[Dataset entries]
--- START ---

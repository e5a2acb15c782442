//! JSON-file cache store
//!
//! Persists the whole cache as one JSON document. Every operation takes the
//! store mutex, reads the file, mutates, and rewrites it, so the compound
//! port operations stay atomic at the cost of throughput; this adapter is
//! for small deployments that want results to survive a restart.
//!
//! Top-level fields other than `entries` are preserved untouched across
//! rewrites: other processes may annotate the file with their own metadata.

use std::collections::HashMap;
use std::path::{Path, PathBuf};

use async_trait::async_trait;
use chrono::{DateTime, Duration, Utc};
use serde::{Deserialize, Serialize};
use tokio::sync::Mutex;
use toolgate_application::ports::cache_store::{CacheStoreError, CacheStorePort};
use toolgate_domain::cache::entities::{CacheEntry, CacheStatus};
use toolgate_domain::tool::value_objects::ToolCallResult;
use tracing::warn;

use super::DEFAULT_SYNTHESIZED_TTL_SECS;

/// On-disk document shape
#[derive(Debug, Default, Serialize, Deserialize)]
struct CacheDocument {
    #[serde(default)]
    entries: HashMap<String, CacheEntry>,
    /// Foreign top-level fields, rewritten verbatim
    #[serde(flatten)]
    metadata: serde_json::Map<String, serde_json::Value>,
}

/// File-backed cache store
pub struct JsonFileCacheStore {
    path: PathBuf,
    /// Serializes the read-modify-write cycle
    lock: Mutex<()>,
}

impl JsonFileCacheStore {
    pub fn new(path: impl Into<PathBuf>) -> Self {
        Self {
            path: path.into(),
            lock: Mutex::new(()),
        }
    }

    pub fn path(&self) -> &Path {
        &self.path
    }

    async fn read_document(&self) -> Result<CacheDocument, CacheStoreError> {
        match tokio::fs::read_to_string(&self.path).await {
            Ok(raw) => serde_json::from_str(&raw)
                .map_err(|error| CacheStoreError::Serialization(error.to_string())),
            Err(error) if error.kind() == std::io::ErrorKind::NotFound => {
                Ok(CacheDocument::default())
            }
            Err(error) => Err(CacheStoreError::Io(error.to_string())),
        }
    }

    async fn write_document(&self, document: &CacheDocument) -> Result<(), CacheStoreError> {
        if let Some(parent) = self.path.parent() {
            if !parent.as_os_str().is_empty() {
                tokio::fs::create_dir_all(parent)
                    .await
                    .map_err(|error| CacheStoreError::Io(error.to_string()))?;
            }
        }
        let raw = serde_json::to_string_pretty(document)
            .map_err(|error| CacheStoreError::Serialization(error.to_string()))?;
        tokio::fs::write(&self.path, raw)
            .await
            .map_err(|error| CacheStoreError::Io(error.to_string()))
    }
}

#[async_trait]
impl CacheStorePort for JsonFileCacheStore {
    async fn get(&self, key: &str) -> Result<Option<CacheEntry>, CacheStoreError> {
        let _guard = self.lock.lock().await;
        Ok(self.read_document().await?.entries.get(key).cloned())
    }

    async fn insert(&self, key: &str, entry: CacheEntry) -> Result<(), CacheStoreError> {
        let _guard = self.lock.lock().await;
        let mut document = self.read_document().await?;
        document.entries.insert(key.to_string(), entry);
        self.write_document(&document).await
    }

    async fn take_deliverable(
        &self,
        key: &str,
        now: DateTime<Utc>,
    ) -> Result<Option<CacheEntry>, CacheStoreError> {
        let _guard = self.lock.lock().await;
        let mut document = self.read_document().await?;
        let Some(entry) = document.entries.get_mut(key) else {
            return Ok(None);
        };
        if !entry.is_deliverable(now) {
            return Ok(None);
        }
        entry.mark_consumed();
        let delivered = entry.clone();
        self.write_document(&document).await?;
        Ok(Some(delivered))
    }

    async fn complete(
        &self,
        key: &str,
        status: CacheStatus,
        result: ToolCallResult,
        task_id: &str,
    ) -> Result<(), CacheStoreError> {
        let _guard = self.lock.lock().await;
        let mut document = self.read_document().await?;
        let entry = document.entries.entry(key.to_string()).or_insert_with(|| {
            warn!(%key, "Completing a cache entry that was already evicted");
            CacheEntry::pending(task_id, Duration::seconds(DEFAULT_SYNTHESIZED_TTL_SECS))
        });
        entry.complete(status, result);
        self.write_document(&document).await
    }

    async fn remove(&self, key: &str) -> Result<(), CacheStoreError> {
        let _guard = self.lock.lock().await;
        let mut document = self.read_document().await?;
        if document.entries.remove(key).is_some() {
            self.write_document(&document).await?;
        }
        Ok(())
    }

    async fn evict(&self, now: DateTime<Utc>) -> Result<usize, CacheStoreError> {
        let _guard = self.lock.lock().await;
        let mut document = self.read_document().await?;
        let before = document.entries.len();
        document.entries.retain(|_, entry| !entry.is_evictable(now));
        let evicted = before - document.entries.len();
        if evicted > 0 {
            self.write_document(&document).await?;
        }
        Ok(evicted)
    }

    async fn len(&self) -> Result<usize, CacheStoreError> {
        let _guard = self.lock.lock().await;
        Ok(self.read_document().await?.entries.len())
    }
}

--- END ---

→ **WHAT THE TASK ASKS**
Retype all of the data shown above, word for word.

→ **SOLUTION TO THE EXERCISE**
repository e5a2acb15c782442
//! JSON-file cache store
//!
//! Persists the whole cache as one JSON document. Every operation takes the
//! store mutex, reads the file, mutates, and rewrites it, so the compound
//! port operations stay atomic at the cost of throughput; this adapter is
//! for small deployments that want results to survive a restart.
//!
//! Top-level fields other than `entries` are preserved untouched across
//! rewrites: other processes may annotate the file with their own metadata.

use std::collections::HashMap;
use std::path::{Path, PathBuf};

use async_trait::async_trait;
use chrono::{DateTime, Duration, Utc};
use serde::{Deserialize, Serialize};
use tokio::sync::Mutex;
use toolgate_application::ports::cache_store::{CacheStoreError, CacheStorePort};
use toolgate_domain::cache::entities::{CacheEntry, CacheStatus};
use toolgate_domain::tool::value_objects::ToolCallResult;
use tracing::warn;

use super::DEFAULT_SYNTHESIZED_TTL_SECS;

/// On-disk document shape
#[derive(Debug, Default, Serialize, Deserialize)]
struct CacheDocument {
    #[serde(default)]
    entries: HashMap<String, CacheEntry>,
    /// Foreign top-level fields, rewritten verbatim
    #[serde(flatten)]
    metadata: serde_json::Map<String, serde_json::Value>,
}

/// File-backed cache store
pub struct JsonFileCacheStore {
    path: PathBuf,
    /// Serializes the read-modify-write cycle
    lock: Mutex<()>,
}

impl JsonFileCacheStore {
    pub fn new(path: impl Into<PathBuf>) -> Self {
        Self {
            path: path.into(),
            lock: Mutex::new(()),
        }
    }

    pub fn path(&self) -> &Path {
        &self.path
    }

    async fn read_document(&self) -> Result<CacheDocument, CacheStoreError> {
        match tokio::fs::read_to_string(&self.path).await {
            Ok(raw) => serde_json::from_str(&raw)
                .map_err(|error| CacheStoreError::Serialization(error.to_string())),
            Err(error) if error.kind() == std::io::ErrorKind::NotFound => {
                Ok(CacheDocument::default())
            }
            Err(error) => Err(CacheStoreError::Io(error.to_string())),
        }
    }

    async fn write_document(&self, document: &CacheDocument) -> Result<(), CacheStoreError> {
        if let Some(parent) = self.path.parent() {
            if !parent.as_os_str().is_empty() {
                tokio::fs::create_dir_all(parent)
                    .await
                    .map_err(|error| CacheStoreError::Io(error.to_string()))?;
            }
        }
        let raw = serde_json::to_string_pretty(document)
            .map_err(|error| CacheStoreError::Serialization(error.to_string()))?;
        tokio::fs::write(&self.path, raw)
            .await
            .map_err(|error| CacheStoreError::Io(error.to_string()))
    }
}

#[async_trait]
impl CacheStorePort for JsonFileCacheStore {
    async fn get(&self, key: &str) -> Result<Option<CacheEntry>, CacheStoreError> {
        let _guard = self.lock.lock().await;
        Ok(self.read_document().await?.entries.get(key).cloned())
    }

    async fn insert(&self, key: &str, entry: CacheEntry) -> Result<(), CacheStoreError> {
        let _guard = self.lock.lock().await;
        let mut document = self.read_document().await?;
        document.entries.insert(key.to_string(), entry);
        self.write_document(&document).await
    }

    async fn take_deliverable(
        &self,
        key: &str,
        now: DateTime<Utc>,
    ) -> Result<Option<CacheEntry>, CacheStoreError> {
        let _guard = self.lock.lock().await;
        let mut document = self.read_document().await?;
        let Some(entry) = document.entries.get_mut(key) else {
            return Ok(None);
        };
        if !entry.is_deliverable(now) {
            return Ok(None);
        }
        entry.mark_consumed();
        let delivered = entry.clone();
        self.write_document(&document).await?;
        Ok(Some(delivered))
    }

    async fn complete(
        &self,
        key: &str,
        status: CacheStatus,
        result: ToolCallResult,
        task_id: &str,
    ) -> Result<(), CacheStoreError> {
        let _guard = self.lock.lock().await;
        let mut document = self.read_document().await?;
        let entry = document.entries.entry(key.to_string()).or_insert_with(|| {
            warn!(%key, "Completing a cache entry that was already evicted");
            CacheEntry::pending(task_id, Duration::seconds(DEFAULT_SYNTHESIZED_TTL_SECS))
        });
        entry.complete(status, result);
        self.write_document(&document).await
    }

    async fn remove(&self, key: &str) -> Result<(), CacheStoreError> {
        let _guard = self.lock.lock().await;
        let mut document = self.read_document().await?;
        if document.entries.remove(key).is_some() {
            self.write_document(&document).await?;
        }
        Ok(())
    }

    async fn evict(&self, now: DateTime<Utc>) -> Result<usize, CacheStoreError> {
        let _guard = self.lock.lock().await;
        let mut document = self.read_document().await?;
        let before = document.entries.len();
        document.entries.retain(|_, entry| !entry.is_evictable(now));
        let evicted = before - document.entries.len();
        if evicted > 0 {
            self.write_document(&document).await?;
        }
        Ok(evicted)
    }

    async fn len(&self) -> Result<usize, CacheStoreError> {
        let _guard = self.lock.lock().await;
        Ok(self.read_document().await?.entries.len())
    }
}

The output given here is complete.